Stored entries:
------------------------------

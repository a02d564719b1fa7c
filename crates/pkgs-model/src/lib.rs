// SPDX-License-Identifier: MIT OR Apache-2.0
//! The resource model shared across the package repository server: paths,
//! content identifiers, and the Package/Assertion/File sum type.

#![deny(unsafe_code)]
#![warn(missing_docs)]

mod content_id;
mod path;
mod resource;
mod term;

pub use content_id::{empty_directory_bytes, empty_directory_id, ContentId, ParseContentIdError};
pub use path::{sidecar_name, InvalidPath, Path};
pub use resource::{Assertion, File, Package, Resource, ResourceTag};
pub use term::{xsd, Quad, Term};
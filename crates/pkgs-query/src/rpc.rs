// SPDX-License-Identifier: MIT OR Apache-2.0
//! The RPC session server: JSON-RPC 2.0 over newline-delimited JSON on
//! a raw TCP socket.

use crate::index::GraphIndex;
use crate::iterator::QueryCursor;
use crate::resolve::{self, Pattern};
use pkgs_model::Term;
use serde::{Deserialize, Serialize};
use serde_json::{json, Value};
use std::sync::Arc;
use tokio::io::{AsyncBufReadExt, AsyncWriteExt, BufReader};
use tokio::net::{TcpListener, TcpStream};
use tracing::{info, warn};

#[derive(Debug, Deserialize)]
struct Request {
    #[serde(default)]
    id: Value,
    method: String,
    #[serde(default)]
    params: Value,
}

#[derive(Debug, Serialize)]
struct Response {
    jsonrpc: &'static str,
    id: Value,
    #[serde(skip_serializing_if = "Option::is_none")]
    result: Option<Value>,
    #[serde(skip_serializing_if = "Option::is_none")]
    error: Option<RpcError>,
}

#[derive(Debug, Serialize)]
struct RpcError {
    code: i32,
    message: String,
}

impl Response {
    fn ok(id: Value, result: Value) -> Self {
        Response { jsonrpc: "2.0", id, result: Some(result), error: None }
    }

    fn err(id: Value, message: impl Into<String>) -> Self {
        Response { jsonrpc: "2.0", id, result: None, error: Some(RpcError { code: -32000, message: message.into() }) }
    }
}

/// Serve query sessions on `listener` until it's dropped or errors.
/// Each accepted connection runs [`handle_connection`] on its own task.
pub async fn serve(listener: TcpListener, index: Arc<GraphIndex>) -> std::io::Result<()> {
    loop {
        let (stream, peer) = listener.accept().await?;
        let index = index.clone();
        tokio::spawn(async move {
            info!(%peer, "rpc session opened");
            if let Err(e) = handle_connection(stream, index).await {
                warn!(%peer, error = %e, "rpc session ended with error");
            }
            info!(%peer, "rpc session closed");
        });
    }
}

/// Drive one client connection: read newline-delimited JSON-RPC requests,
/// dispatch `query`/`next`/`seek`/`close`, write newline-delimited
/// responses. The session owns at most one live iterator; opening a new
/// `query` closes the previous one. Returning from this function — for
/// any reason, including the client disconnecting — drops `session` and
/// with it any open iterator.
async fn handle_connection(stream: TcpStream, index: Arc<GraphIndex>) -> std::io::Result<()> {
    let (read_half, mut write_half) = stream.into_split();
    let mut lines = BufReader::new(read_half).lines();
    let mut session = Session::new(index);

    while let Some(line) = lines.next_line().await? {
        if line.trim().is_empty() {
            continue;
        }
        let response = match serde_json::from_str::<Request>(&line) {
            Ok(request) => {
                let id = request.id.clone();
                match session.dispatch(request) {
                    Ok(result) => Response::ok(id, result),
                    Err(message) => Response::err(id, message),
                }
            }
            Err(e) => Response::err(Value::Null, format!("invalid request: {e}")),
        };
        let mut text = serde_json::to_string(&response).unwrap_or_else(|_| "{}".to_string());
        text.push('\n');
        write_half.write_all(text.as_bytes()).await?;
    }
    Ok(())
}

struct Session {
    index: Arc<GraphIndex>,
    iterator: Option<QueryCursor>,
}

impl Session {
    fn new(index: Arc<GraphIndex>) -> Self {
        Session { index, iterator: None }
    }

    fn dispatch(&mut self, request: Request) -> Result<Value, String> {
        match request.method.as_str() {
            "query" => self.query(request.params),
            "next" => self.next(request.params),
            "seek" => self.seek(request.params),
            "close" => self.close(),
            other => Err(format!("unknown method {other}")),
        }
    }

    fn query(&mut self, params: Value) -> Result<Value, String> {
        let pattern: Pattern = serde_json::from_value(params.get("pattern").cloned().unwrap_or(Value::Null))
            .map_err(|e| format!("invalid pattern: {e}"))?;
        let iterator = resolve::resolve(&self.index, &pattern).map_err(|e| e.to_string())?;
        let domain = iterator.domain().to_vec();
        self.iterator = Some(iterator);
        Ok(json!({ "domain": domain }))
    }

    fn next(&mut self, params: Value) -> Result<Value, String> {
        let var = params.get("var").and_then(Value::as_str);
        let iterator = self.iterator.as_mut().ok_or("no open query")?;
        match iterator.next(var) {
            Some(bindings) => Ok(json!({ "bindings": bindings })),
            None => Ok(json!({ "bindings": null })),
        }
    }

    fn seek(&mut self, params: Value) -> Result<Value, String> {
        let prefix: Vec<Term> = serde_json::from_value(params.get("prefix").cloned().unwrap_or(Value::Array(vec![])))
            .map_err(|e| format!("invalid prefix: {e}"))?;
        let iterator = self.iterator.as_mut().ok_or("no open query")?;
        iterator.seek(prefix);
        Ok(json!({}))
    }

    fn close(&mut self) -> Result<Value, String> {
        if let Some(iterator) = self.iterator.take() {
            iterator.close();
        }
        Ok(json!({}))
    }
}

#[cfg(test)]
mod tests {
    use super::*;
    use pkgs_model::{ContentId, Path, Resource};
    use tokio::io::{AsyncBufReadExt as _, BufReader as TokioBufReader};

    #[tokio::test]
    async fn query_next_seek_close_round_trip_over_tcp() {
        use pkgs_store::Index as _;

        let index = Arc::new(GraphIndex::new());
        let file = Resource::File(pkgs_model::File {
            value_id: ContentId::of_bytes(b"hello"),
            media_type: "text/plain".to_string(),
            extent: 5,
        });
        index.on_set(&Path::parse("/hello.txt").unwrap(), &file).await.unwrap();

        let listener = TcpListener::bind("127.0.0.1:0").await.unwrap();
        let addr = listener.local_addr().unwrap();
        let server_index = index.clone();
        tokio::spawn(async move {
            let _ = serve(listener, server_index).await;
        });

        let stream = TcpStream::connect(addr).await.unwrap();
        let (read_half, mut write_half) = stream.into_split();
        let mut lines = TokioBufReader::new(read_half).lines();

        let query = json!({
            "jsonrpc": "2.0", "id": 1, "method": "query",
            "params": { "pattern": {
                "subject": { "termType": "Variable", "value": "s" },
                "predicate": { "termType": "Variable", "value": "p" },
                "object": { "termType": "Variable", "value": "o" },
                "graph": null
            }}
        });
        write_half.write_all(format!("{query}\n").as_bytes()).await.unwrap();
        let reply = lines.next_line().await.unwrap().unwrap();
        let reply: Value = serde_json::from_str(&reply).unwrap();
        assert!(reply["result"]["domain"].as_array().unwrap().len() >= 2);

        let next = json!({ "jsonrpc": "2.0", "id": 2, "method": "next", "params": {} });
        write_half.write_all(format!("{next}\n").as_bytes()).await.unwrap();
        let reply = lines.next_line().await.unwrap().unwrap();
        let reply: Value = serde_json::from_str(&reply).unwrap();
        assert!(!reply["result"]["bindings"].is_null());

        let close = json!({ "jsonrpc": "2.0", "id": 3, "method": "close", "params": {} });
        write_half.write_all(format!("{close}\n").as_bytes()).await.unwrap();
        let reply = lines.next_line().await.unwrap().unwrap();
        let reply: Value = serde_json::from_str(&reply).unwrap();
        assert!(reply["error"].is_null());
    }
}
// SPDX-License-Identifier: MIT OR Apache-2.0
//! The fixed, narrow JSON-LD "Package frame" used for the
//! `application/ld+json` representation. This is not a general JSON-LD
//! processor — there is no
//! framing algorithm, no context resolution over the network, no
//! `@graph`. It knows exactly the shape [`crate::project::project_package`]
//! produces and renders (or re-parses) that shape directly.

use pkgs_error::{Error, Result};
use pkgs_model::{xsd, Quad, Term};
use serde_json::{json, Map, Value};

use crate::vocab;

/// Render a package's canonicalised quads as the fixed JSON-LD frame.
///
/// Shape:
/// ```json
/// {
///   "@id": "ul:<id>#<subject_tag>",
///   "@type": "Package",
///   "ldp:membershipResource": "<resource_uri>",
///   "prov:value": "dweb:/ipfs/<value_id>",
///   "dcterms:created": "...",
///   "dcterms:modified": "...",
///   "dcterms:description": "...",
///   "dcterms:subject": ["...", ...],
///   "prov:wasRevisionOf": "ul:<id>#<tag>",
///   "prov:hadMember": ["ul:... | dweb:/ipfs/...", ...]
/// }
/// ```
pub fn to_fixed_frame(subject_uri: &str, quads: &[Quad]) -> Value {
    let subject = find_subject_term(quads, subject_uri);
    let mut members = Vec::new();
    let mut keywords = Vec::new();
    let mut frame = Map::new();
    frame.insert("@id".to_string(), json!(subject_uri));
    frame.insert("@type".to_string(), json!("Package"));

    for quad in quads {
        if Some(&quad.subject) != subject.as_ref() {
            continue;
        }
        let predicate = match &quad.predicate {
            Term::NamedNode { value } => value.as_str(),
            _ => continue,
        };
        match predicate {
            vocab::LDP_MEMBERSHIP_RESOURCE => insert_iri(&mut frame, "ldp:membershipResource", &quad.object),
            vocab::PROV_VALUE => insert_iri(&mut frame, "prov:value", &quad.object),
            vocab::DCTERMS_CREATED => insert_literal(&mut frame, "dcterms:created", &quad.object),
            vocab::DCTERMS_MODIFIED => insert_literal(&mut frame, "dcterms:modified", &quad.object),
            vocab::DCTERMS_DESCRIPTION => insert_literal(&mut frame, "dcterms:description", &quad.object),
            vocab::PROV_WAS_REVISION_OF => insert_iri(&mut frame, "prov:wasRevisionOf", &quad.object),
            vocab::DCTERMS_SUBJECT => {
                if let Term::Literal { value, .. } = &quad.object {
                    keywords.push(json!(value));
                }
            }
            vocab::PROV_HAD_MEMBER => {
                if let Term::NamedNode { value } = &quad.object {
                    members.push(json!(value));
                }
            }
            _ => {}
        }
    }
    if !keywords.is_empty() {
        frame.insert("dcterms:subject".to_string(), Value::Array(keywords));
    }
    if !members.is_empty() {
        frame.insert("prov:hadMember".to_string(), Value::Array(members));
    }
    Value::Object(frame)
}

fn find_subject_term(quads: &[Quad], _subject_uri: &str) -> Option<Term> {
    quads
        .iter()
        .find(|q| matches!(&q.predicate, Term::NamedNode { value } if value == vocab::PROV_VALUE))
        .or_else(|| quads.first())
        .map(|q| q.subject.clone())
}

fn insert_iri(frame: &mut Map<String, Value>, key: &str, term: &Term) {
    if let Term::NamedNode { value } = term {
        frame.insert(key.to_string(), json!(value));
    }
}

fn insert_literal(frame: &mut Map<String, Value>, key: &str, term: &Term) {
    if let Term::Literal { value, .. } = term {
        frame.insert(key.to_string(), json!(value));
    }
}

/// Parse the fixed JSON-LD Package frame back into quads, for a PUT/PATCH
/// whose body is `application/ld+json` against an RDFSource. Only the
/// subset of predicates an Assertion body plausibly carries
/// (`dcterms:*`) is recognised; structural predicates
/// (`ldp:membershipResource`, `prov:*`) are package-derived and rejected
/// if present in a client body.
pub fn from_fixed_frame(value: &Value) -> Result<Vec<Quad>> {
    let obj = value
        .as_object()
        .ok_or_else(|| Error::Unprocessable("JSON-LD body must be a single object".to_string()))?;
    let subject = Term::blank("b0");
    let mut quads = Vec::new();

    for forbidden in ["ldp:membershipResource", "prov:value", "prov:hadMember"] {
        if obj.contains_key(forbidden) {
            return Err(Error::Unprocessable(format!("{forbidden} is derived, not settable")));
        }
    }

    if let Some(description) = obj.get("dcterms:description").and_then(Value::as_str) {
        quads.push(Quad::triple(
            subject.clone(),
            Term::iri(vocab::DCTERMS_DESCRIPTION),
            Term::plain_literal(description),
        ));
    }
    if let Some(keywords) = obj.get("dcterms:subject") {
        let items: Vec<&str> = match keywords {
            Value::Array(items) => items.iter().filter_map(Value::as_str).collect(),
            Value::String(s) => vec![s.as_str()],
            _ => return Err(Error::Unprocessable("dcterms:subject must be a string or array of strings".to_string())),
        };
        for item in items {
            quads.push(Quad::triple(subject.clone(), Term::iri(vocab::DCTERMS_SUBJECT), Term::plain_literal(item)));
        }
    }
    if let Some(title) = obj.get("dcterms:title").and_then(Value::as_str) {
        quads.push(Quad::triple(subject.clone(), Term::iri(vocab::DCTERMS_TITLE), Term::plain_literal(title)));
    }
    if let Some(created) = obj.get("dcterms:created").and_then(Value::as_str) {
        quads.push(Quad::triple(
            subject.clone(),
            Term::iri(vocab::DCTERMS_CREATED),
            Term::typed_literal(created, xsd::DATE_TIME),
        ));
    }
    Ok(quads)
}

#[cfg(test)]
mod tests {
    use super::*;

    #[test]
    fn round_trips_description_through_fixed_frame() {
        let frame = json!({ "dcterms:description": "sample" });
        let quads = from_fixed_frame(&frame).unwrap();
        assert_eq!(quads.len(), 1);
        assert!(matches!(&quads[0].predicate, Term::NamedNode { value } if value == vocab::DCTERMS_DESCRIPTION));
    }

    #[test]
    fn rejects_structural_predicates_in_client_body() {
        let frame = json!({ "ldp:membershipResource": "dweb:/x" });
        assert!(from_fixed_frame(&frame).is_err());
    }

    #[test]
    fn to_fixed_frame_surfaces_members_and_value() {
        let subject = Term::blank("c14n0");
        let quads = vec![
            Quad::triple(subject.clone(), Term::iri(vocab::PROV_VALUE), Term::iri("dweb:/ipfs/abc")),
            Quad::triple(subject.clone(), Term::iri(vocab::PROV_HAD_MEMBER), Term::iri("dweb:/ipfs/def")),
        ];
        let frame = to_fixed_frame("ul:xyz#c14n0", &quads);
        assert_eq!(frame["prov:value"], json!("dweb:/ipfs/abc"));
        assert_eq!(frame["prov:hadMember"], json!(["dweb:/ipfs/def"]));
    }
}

------------------------------

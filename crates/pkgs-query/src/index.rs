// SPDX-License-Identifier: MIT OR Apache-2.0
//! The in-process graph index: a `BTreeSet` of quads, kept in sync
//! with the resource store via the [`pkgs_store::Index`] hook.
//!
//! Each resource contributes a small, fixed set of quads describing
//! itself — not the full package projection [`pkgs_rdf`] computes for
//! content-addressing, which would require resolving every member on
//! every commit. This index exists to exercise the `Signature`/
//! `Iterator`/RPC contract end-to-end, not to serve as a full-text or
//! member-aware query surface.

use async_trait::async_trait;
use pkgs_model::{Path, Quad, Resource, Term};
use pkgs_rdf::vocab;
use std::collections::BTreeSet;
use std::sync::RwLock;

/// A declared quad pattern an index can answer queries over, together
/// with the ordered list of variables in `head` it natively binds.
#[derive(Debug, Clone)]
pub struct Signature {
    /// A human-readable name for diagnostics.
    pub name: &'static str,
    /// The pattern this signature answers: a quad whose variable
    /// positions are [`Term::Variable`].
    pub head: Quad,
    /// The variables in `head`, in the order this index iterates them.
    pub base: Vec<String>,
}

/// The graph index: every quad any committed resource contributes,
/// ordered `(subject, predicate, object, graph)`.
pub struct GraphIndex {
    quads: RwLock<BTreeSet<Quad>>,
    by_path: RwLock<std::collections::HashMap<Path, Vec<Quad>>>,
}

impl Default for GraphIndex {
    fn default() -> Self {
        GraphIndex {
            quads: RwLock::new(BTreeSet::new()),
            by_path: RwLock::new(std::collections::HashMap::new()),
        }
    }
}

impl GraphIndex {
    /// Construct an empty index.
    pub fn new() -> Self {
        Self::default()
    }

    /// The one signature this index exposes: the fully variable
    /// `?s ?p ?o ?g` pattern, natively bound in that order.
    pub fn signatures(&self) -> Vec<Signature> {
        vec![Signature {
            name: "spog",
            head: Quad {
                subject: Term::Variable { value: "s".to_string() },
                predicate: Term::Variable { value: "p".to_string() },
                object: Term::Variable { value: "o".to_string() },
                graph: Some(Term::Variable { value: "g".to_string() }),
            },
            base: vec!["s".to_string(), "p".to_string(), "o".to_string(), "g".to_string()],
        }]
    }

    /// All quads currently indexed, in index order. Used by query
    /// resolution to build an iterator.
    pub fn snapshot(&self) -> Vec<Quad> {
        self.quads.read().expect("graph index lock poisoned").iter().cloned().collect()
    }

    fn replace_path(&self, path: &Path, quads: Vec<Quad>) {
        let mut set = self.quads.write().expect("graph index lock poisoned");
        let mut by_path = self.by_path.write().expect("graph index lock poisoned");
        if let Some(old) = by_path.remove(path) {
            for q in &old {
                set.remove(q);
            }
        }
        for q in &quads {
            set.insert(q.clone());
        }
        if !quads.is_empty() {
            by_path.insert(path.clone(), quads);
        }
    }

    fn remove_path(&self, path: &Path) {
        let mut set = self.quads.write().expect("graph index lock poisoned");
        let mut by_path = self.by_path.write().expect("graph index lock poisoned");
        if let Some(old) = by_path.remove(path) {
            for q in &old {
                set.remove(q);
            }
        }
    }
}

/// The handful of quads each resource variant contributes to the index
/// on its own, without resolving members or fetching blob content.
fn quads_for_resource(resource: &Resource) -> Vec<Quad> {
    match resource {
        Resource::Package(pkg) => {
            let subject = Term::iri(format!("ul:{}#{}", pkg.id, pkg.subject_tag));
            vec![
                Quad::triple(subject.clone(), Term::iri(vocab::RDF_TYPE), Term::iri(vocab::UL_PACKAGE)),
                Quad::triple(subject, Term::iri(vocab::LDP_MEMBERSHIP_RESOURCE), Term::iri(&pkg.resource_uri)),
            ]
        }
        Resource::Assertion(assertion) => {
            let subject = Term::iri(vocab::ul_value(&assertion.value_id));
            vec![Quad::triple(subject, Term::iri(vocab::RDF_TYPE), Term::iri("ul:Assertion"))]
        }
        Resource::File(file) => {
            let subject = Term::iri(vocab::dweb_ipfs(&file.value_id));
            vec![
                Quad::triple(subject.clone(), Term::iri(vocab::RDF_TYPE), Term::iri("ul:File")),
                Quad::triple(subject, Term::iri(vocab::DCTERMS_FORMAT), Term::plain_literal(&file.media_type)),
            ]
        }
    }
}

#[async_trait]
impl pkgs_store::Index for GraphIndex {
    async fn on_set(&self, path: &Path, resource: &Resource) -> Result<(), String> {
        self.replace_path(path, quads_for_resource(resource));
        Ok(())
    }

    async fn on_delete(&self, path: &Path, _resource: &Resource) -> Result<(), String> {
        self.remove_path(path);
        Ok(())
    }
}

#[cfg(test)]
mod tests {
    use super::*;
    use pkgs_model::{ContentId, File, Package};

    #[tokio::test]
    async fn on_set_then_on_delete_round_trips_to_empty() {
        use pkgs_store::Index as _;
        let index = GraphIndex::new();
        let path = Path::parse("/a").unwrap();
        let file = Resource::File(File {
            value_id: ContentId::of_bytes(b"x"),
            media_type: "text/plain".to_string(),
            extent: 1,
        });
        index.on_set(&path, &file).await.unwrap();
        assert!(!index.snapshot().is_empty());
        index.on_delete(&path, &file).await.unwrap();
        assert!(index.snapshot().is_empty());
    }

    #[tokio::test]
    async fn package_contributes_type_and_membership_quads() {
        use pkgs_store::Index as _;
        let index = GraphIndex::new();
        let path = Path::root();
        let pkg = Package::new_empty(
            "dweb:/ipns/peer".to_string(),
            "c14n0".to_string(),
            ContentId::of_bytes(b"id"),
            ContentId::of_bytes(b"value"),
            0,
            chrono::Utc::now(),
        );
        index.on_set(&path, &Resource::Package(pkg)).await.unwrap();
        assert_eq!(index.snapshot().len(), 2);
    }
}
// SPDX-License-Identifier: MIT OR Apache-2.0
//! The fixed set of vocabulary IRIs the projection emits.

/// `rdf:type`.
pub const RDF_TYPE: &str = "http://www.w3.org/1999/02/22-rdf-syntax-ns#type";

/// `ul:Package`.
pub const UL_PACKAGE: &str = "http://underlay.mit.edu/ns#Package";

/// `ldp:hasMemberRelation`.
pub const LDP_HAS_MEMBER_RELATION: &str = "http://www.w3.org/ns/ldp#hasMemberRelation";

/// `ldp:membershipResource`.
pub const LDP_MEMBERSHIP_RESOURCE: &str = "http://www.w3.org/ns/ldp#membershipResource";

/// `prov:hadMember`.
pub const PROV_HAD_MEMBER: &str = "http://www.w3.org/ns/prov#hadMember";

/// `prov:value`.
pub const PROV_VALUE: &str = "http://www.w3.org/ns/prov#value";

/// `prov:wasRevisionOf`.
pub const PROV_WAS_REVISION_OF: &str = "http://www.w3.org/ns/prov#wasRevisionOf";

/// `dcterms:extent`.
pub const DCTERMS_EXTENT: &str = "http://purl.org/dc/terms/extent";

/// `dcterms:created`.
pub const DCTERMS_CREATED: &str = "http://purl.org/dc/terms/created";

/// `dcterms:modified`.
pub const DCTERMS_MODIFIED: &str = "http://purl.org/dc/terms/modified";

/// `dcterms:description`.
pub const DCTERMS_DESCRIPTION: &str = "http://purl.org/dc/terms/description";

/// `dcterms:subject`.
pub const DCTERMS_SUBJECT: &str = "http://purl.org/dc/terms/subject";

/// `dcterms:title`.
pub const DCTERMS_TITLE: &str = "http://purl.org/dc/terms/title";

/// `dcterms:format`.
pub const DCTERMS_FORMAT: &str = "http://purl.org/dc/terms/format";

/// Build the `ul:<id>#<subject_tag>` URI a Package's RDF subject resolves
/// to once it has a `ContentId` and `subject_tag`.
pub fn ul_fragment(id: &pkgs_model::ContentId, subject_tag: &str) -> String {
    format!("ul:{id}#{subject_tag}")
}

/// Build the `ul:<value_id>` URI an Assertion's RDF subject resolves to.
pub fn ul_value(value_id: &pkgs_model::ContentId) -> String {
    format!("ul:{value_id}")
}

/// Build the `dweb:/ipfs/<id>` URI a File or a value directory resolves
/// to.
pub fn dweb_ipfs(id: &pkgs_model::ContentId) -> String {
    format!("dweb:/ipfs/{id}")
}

------------------------------

■ Exercise prompt
Please return each line of the data above in which the word "blank" occurs.

■ The answer
    let subject = Term::blank("b0");
        let subject = Term::blank("c14n0");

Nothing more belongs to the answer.